この記事をまとめると
■日産自動車の純利益は93.5%減を記録したが売上は1.3%減にとどまっている
ホンダと日産「統合話」の懸念点のひとつは「軽自動車」! 両社とも日本の新車販売の4割が「儲けの少ない軽」だがどうする?
■9000人のリストラによる固定費削減は生産力低下を招く諸刃の剣でもある
■経生産能力の調整と人員整理ができればホンダと日産の経営統合が成功する可能性もある
衝撃だった日産の2024年度上半期決算
2024年12月、ホンダと日産が2026年8月に共同持株会社設立による経営統合を検討することを発表した。建前としては電動化や知能化といった領域において、より密接な関係となることでスケールメリットやコストメリットを実現できることが挙げられているが、世間一般には「ホンダが苦境の日産を救済する」といった見方が多いのも事実だろう。
その背景には、日産の2024年度上半期決算が非常に芳しくなかったことがある。
2024年11月に発表された日産の上半期決算においては当期純利益が前年度同期の2962億円から192億円へと93.5%も激減したことが話題となった。

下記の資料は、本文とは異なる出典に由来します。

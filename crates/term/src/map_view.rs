//! Map collaborator consumed by the front end (never by the game).

use std::time::Duration;

use crate::types::{Bounds, Region};

/// Operations the front end needs from whatever draws the map
pub trait MapView {
    /// Replace the active region set
    fn set_regions(&mut self, regions: &[Region]);
    fn set_bounds(&mut self, bounds: Bounds);
    fn zoom_to_region(&mut self, name: &str);
    /// Flash a region for `duration`
    fn highlight_region(&mut self, name: &str, duration: Duration);
    /// Fit the view back to the loaded bounds
    fn reset_zoom(&mut self);
    fn set_interactive(&mut self, interactive: bool);
}

/// Map stand-in that logs each call and remembers what it was told.
///
/// Names not in the current region set are ignored, as a real map would
/// find no matching feature.
#[derive(Debug, Clone, Default)]
pub struct TraceMapView {
    regions: Vec<String>,
    bounds: Option<Bounds>,
    zoomed: Option<String>,
    highlighted: Option<String>,
    interactive: bool,
}

impl TraceMapView {
    pub fn new() -> Self {
        Self::default()
    }

    pub fn region_count(&self) -> usize {
        self.regions.len()
    }

    pub fn bounds(&self) -> Option<Bounds> {
        self.bounds
    }

    pub fn zoomed(&self) -> Option<&str> {
        self.zoomed.as_deref()
    }

    pub fn highlighted(&self) -> Option<&str> {
        self.highlighted.as_deref()
    }

    pub fn is_interactive(&self) -> bool {
        self.interactive
    }

    fn knows(&self, name: &str) -> bool {
        self.regions.iter().any(|r| r == name)
    }
}

impl MapView for TraceMapView {
    fn set_regions(&mut self, regions: &[Region]) {
        tracing::debug!(count = regions.len(), "setting map regions");
        self.regions = regions.iter().map(|r| r.name.clone()).collect();
        self.zoomed = None;
        self.highlighted = None;
    }

    fn set_bounds(&mut self, bounds: Bounds) {
        tracing::debug!(?bounds, "setting map bounds");
        self.bounds = Some(bounds);
        self.zoomed = None;
    }

    fn zoom_to_region(&mut self, name: &str) {
        tracing::debug!(region = name, "zooming to region");
        if self.knows(name) {
            self.zoomed = Some(name.to_string());
        }
    }

    fn highlight_region(&mut self, name: &str, duration: Duration) {
        tracing::debug!(region = name, ?duration, "highlighting region");
        if self.knows(name) {
            self.highlighted = Some(name.to_string());
        }
    }

    fn reset_zoom(&mut self) {
        tracing::debug!("resetting zoom");
        self.zoomed = None;
    }

    fn set_interactive(&mut self, interactive: bool) {
        tracing::debug!(interactive, "setting map interactivity");
        self.interactive = interactive;
    }
}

純利益が2770億円も減ってしまったと聞けば、もはや企業としての日産は風前の灯火と感じてしまうのもやむを得ない。となれば、経営統合や吸収合併といった大鉈を振るわないと生き残れないと考えるのは自明の理といえる。
しかしながら、純利益93.5%減という報道をみて「日産の販売が9割減」と捉えてしまうのは間違いだ。上半期決算で発表された数字でいえば、売上高は前年度同期が6兆633億円で、今期が5兆9842億円。791億円減ってはいるが、比率でいえば1.3%減でしかない。売上高=販売台数というわけではないが、日産車の販売が9割減になったわけではないことは覚えておきたい。
なぜ、売上高に対して純利益が大幅に減ってしまったのか。こうした状況を一般的に考えれば、固定費がかさんでいることにあると見ることができる。人件費や工場設備などの固定費は、売上に関係なく必要な企業の基礎代謝のようなもの。一日100台作ると固定費がペイできる状況において、99台しか売れていなければ少しずつマイナスが蓄積してしまう。
『1.01と0.99の法則」という言葉を聞いたことがあるかもしれない。毎日1%努力していけば一年後には37.8倍の能力になっているが、日々1%づつ手を抜いてしまうと一年後には0.03倍(99.7%減)の能力になってしまう、という成長に関する法則だ。
日産の上半期決算を見ていると、まさに『0.99の法則』が当てはまる状況に思えるのは筆者だけだろうか。おそらくなかの人は激烈な危機感を覚えるほどの状況ではなく、わずかに成長が足りないと感じるくらいなのだろう。
日産が復活するために進むべき道
それでも積み重ねてきたマイナス成長は、純利益において同期比93.5%減という結果になってしまったのは現実だ。
その対応として、日産は以下のような対応策を発表している。
『固定費を3000億円(2024年度比)、変動費を1000億円(2024年度比)削減し、健全なレベルのフリーキャッシュフローを維持していきます。そのため、日産はグローバルで生産能力を20%削減し、人員数を9000名削減します。また、販売費および一般管理費の削減、製造原価の低減、会社資産の合理化、設備投資および研究開発費の優先度の見直しなど、さまざまな施策を実施します。』
生産能力20%減につながる雇用の削減というリストラは、まさに固定費を減らすための短期的な施策としては王道といえる。ただし、生産能力はものつくり企業にとっては体力の根幹といえ、こうしたリストラは今後の成長においてはネガティブ要因となってしまう。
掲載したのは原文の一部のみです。